You have to click on the links to check every alert.

----------

## Muso

 *vm666 wrote:*   

>  *Muso wrote:*   I get plenty : https://i.imgur.com/EfH2bLR.png 
> 
> You have to click on the links to check every alert.

 

All links lead to examples.

----------

## vm666

 *Muso wrote:*   

> All links lead to examples.

 

Do you have any alert? Safe browsing should block these pages.

----------

## vm666

Another test page:

https://www.google.com/tools/firefox/safebrowsing/phish-o-rama.html

----------

## Fitzcarraldo

vm666,

I see the same behaviour as you. Google Safe Browsing is not working in Firefox 62.0.3 in my Gentoo installation.

----------

## vm666

 *Fitzcarraldo wrote:*   

> vm666,
> 
> I see the same behaviour as you.
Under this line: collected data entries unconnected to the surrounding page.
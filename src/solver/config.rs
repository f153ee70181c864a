//! Solver configuration: termination budgets, acceptance, selection.

use std::time::Duration;

use crate::moves::SelectionPolicy;
use crate::score::RuleWeights;

/// How non-improving moves are treated.
#[derive(Debug, Clone, Copy, PartialEq)]
pub enum AcceptancePolicy {
    /// Accept only non-worsening moves. Simple and fast, but can park
    /// in a local optimum.
    HillClimbing,

    /// Metropolis criterion: accept a worsening move with probability
    /// `exp(delta / T)`, geometric cooling once per iteration. Hard
    /// deltas weigh far more than soft deltas in the exponent.
    SimulatedAnnealing {
        initial_temperature: f64,
        /// Per-iteration factor in (0, 1). Closer to 1 = slower cooling.
        cooling_rate: f64,
        min_temperature: f64,
    },

    /// Reject moves that revert a recently accepted move, unless the
    /// reversal would produce a new global best (aspiration).
    Tabu {
        /// Number of recent move reversals kept forbidden.
        tenure: usize,
    },
}

impl Default for AcceptancePolicy {
    fn default() -> Self {
        AcceptancePolicy::HillClimbing
    }
}

/// Configuration for one solve.
///
/// Any subset of the three termination limits may be set; the engine
/// stops at the first satisfied one. At least one must be present.
///
/// # Examples
///
/// ```
/// use std::time::Duration;
/// use timetable_solver::solver::{AcceptancePolicy, SolverConfig};
///
/// let config = SolverConfig::default()
///     .with_max_duration(Duration::from_secs(5))
///     .with_unimproved_iteration_limit(20_000)
///     .with_acceptance(AcceptancePolicy::Tabu { tenure: 16 })
///     .with_seed(42);
/// assert!(config.validate().is_ok());
/// ```
#[derive(Debug, Clone, PartialEq)]
pub struct SolverConfig {
    /// Wall-clock budget for the iteration phase.
    pub max_duration: Option<Duration>,

    /// Hard iteration budget. `Some(0)` returns the construction
    /// result untouched.
    pub max_iterations: Option<u64>,

    /// Stop after this many consecutive iterations without a new best
    /// score.
    pub unimproved_iteration_limit: Option<u64>,

    /// Acceptance policy for candidate moves.
    pub acceptance: AcceptancePolicy,

    /// How the move generator picks lessons to mutate.
    pub selection: SelectionPolicy,

    /// Probability that a generated candidate is a swap instead of a
    /// single-variable change.
    pub swap_probability: f64,

    /// Candidate moves generated per iteration; the best delta is the
    /// one offered to the acceptance policy. Values above 1 enable
    /// batch evaluation (parallel with the `parallel` feature).
    pub moves_per_step: usize,

    /// Constraint weights, including the room-fit scaling factor.
    pub weights: RuleWeights,

    /// Random seed for reproducibility.
    pub seed: Option<u64>,
}

impl Default for SolverConfig {
    fn default() -> Self {
        Self {
            max_duration: None,
            max_iterations: Some(10_000),
            unimproved_iteration_limit: None,
            acceptance: AcceptancePolicy::default(),
            selection: SelectionPolicy::default(),
            swap_probability: 0.2,
            moves_per_step: 1,
            weights: RuleWeights::default(),
            seed: None,
        }
    }
}

impl SolverConfig {
    pub fn with_max_duration(mut self, limit: Duration) -> Self {
        self.max_duration = Some(limit);
        self
    }

    pub fn with_max_iterations(mut self, limit: u64) -> Self {
        self.max_iterations = Some(limit);
        self
    }

    pub fn with_unimproved_iteration_limit(mut self, limit: u64) -> Self {
        self.unimproved_iteration_limit = Some(limit);
        self
    }

    /// Clears every termination limit. The caller must set at least
    /// one back before running.
    pub fn without_termination_limits(mut self) -> Self {
        self.max_duration = None;
        self.max_iterations = None;
        self.unimproved_iteration_limit = None;
        self
    }

    pub fn with_acceptance(mut self, acceptance: AcceptancePolicy) -> Self {
        self.acceptance = acceptance;
        self
    }

    pub fn with_selection(mut self, selection: SelectionPolicy) -> Self {
        self.selection = selection;
        self
    }

    pub fn with_swap_probability(mut self, probability: f64) -> Self {
        self.swap_probability = probability;
        self
    }

    pub fn with_moves_per_step(mut self, count: usize) -> Self {
        self.moves_per_step = count;
        self
    }

    pub fn with_weights(mut self, weights: RuleWeights) -> Self {
        self.weights = weights;
        self
    }

    pub fn with_seed(mut self, seed: u64) -> Self {
        self.seed = Some(seed);
        self
    }

    /// Validates the configuration.
    pub fn validate(&self) -> Result<(), String> {
        if self.max_duration.is_none()
            && self.max_iterations.is_none()
            && self.unimproved_iteration_limit.is_none()
        {
            return Err("at least one termination limit must be set".into());
        }
        if let Some(limit) = self.max_duration {
            if limit.is_zero() {
                return Err("max_duration must be positive".into());
            }
        }
        if !(0.0..=1.0).contains(&self.swap_probability) {
            return Err(format!(
                "swap_probability must be within [0, 1], got {}",
                self.swap_probability
            ));
        }
        if self.moves_per_step == 0 {
            return Err("moves_per_step must be at least 1".into());
        }
        if self.weights.room_fit_factor < 0.0 {
            return Err(format!(
                "room_fit_factor must not be negative, got {}",
                self.weights.room_fit_factor
            ));
        }
        match self.acceptance {
            AcceptancePolicy::HillClimbing => {}
            AcceptancePolicy::SimulatedAnnealing {
                initial_temperature,
                cooling_rate,
                min_temperature,
            } => {
                if initial_temperature <= 0.0 {
                    return Err("initial_temperature must be positive".into());
                }
                if min_temperature <= 0.0 {
                    return Err("min_temperature must be positive".into());
                }
                if min_temperature >= initial_temperature {
                    return Err("min_temperature must be less than initial_temperature".into());
                }
                if cooling_rate <= 0.0 || cooling_rate >= 1.0 {
                    return Err(format!("cooling_rate must be in (0, 1), got {cooling_rate}"));
                }
            }
            AcceptancePolicy::Tabu { tenure } => {
                if tenure == 0 {
                    return Err("tabu tenure must be at least 1".into());
                }
            }
        }
        Ok(())
    }
}

#[cfg(test)]
mod tests {
    use super::*;

    #[test]
    fn test_default_config_is_valid() {
        let config = SolverConfig::default();
        assert_eq!(config.max_iterations, Some(10_000));
        assert_eq!(config.moves_per_step, 1);
        assert_eq!(config.acceptance, AcceptancePolicy::HillClimbing);
        assert!(config.validate().is_ok());
    }

    #[test]
    fn test_builder_round_trip() {
        let config = SolverConfig::default()
            .with_max_duration(Duration::from_millis(250))
            .with_max_iterations(500)
            .with_unimproved_iteration_limit(50)
            .with_swap_probability(0.4)
            .with_moves_per_step(8)
            .with_seed(7);
        assert_eq!(config.max_duration, Some(Duration::from_millis(250)));
        assert_eq!(config.max_iterations, Some(500));
        assert_eq!(config.unimproved_iteration_limit, Some(50));
        assert!((config.swap_probability - 0.4).abs() < 1e-12);
        assert_eq!(config.moves_per_step, 8);
        assert_eq!(config.seed, Some(7));
    }

    #[test]
    fn test_no_termination_limit_rejected() {
        let config = SolverConfig::default().without_termination_limits();
        assert!(config.validate().is_err());
    }

    #[test]
    fn test_zero_duration_rejected() {
        let config = SolverConfig::default().with_max_duration(Duration::ZERO);
        assert!(config.validate().is_err());
    }

    #[test]
    fn test_bad_swap_probability_rejected() {
        let config = SolverConfig::default().with_swap_probability(1.5);
        assert!(config.validate().is_err());
    }

    #[test]
    fn test_bad_annealing_params_rejected() {
        let config = SolverConfig::default().with_acceptance(AcceptancePolicy::SimulatedAnnealing {
            initial_temperature: 1.0,
            cooling_rate: 0.99,
            min_temperature: 2.0,
        });
        assert!(config.validate().is_err());

        let config = SolverConfig::default().with_acceptance(AcceptancePolicy::SimulatedAnnealing {
            initial_temperature: 10.0,
            cooling_rate: 1.2,
            min_temperature: 0.1,
        });
        assert!(config.validate().is_err());
    }

    #[test]
    fn test_zero_tenure_rejected() {
        let config = SolverConfig::default().with_acceptance(AcceptancePolicy::Tabu { tenure: 0 });
        assert!(config.validate().is_err());
    }

    #[test]
    fn test_negative_room_fit_factor_rejected() {
        let config = SolverConfig::default()
            .with_weights(RuleWeights::default().with_room_fit_factor(-1.0));
        assert!(config.validate().is_err());
    }
}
Google Safe Browsing is not working in Firefox 62.0.3 in my Gentoo installation.

 

I did another test.

Safe Browsing works with firefox-bin too. Said in another way, Safe Browsing works with the binary packages but appears to be disabled with Chromium or Firefox recompiled from the source packages.

Is this a licence problem?

----------

## vm666

Wouldn't it be a problem with GOOGLE_API_KEY?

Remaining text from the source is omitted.